By sharing our stories with others, we seek help in finding answers. We look for other perspectives that are helpful to us in our quest to find answers. Others can’t give us answers, but they can help us to order our thoughts, to make us aware of connections we might have missed that may provide a vital piece of the puzzle we are trying to construct. Narratives, our personal stories, help us to heal emotionally and to recover from major loss.

Research has shown that sharing our feelings and stories of loss and pain with others is indeed healing. Sharing our feelings leads to improved psychological and physical health.

 

 

What is Emotional Healing?

We are multifaceted beings with many different parts that make up who we are. When these different parts – which come in many different shapes and sizes – are all whole, working together in unison, we have a life filled with abundant wellbeing and vibrant emotional health.

However, as a result of our life experiences such as loss, abuse, abandonment, ill health, injustice and relationship breakdown some parts of ourselves crack or break.

 

These wounded, shattered parts cause us deep emotional pain. And even if we ignore them, these broken parts continue to exist in our bodies. Emotional wounding is exactly the same as physical wounding, with the same consequences as a gaping physical wound that is left untreated and does not heal.

 

Neuroscience shows us that our emotions and thoughts directly influence our bodies and our physiological functioning. They call this ‘neurobiofeedback’. This means that our emotions cause chemical reactions throughout our entire body system.

In her groundbreaking book Molecules of Emotion. The Science behind Mind-Body Medicine’ (Scribner 1997), scientist Candace Pert explains in detail how our emotions influence all regulatory systems in our body. The chemicals inside our bodies are the biological language of our emotions. These chemicals form a dynamic network that reaches every cell of our bodies, thereby linking mind and body into one dynamic interconnected system.

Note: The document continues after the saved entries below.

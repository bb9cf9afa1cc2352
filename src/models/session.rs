use serde::{Deserialize, Serialize};

/// Signed-in user for the duration of one request. Built from a verified
/// bearer token and passed explicitly to every operation.
#[derive(Debug, Clone, Serialize, Deserialize, PartialEq)]
pub struct Session {
    pub uid: String,
    pub email: Option<String>,
    pub full_name: Option<String>,
    pub image: Option<String>,
}

impl Session {
    pub fn new(uid: &str) -> Self {
        Self {
            uid: uid.to_string(),
            email: None,
            full_name: None,
            image: None,
        }
    }

    /// Full name, else email, else uid.
    pub fn display_name(&self) -> String {
        [self.full_name.as_deref(), self.email.as_deref()]
            .into_iter()
            .flatten()
            .find(|s| !s.trim().is_empty())
            .unwrap_or(self.uid.as_str())
            .to_string()
    }

    pub fn avatar(&self) -> String {
        crate::utils::resolve_avatar(
            self.image.as_deref(),
            self.full_name.as_deref().unwrap_or_default(),
        )
    }
}
// ==================== PURGE SWEEPER ====================
// Finishes cascade deletes that were interrupted (posts still marked
// `deleting`). Runs once at startup and then on a fixed interval.

use crate::sync::CascadeDeleteCoordinator;
use std::sync::Arc;
use tokio::task::JoinHandle;
use tokio::time::{interval, Duration};

pub fn start_purge_sweeper(cascade: Arc<CascadeDeleteCoordinator>, every_secs: u64) -> JoinHandle<()> {
    log::info!("🧹 Starting purge sweeper (every {}s)", every_secs);

    tokio::spawn(async move {
        // first tick fires immediately
        let mut interval = interval(Duration::from_secs(every_secs));

        loop {
            interval.tick().await;
            sweep(&cascade).await;
        }
    })
}

/// One pass over the marked posts.
pub async fn sweep(cascade: &CascadeDeleteCoordinator) -> usize {
    match cascade.resume_pending().await {
        Ok(0) => {
            log::debug!("🧹 Purge sweep: nothing pending");
            0
        }
        Ok(count) => {
            log::info!("✅ Purge sweep completed {} interrupted delete(s)", count);
            count
        }
        Err(e) => {
            log::error!("❌ Purge sweep failed: {}", e);
            0
        }
    }
}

Emotional healing requires us to get actively involved in our wellbeing.  We need to pick up our shattered pieces and re-build something new in its place. This is daunting and scary, yet it may also present an opportunity for us to grow as a person and to create something with intent that we have thought about.  We are the author of our wellbeing, and we get the chance to re-write the story.

Emotional healing means to attend to our emotional wounds, to care for ourselves lovingly and with compassion. To pick up the pieces and to make sense of what happened to us. To give our emotional health the same amount of input and attention as our physical heath and other aspects of our lives.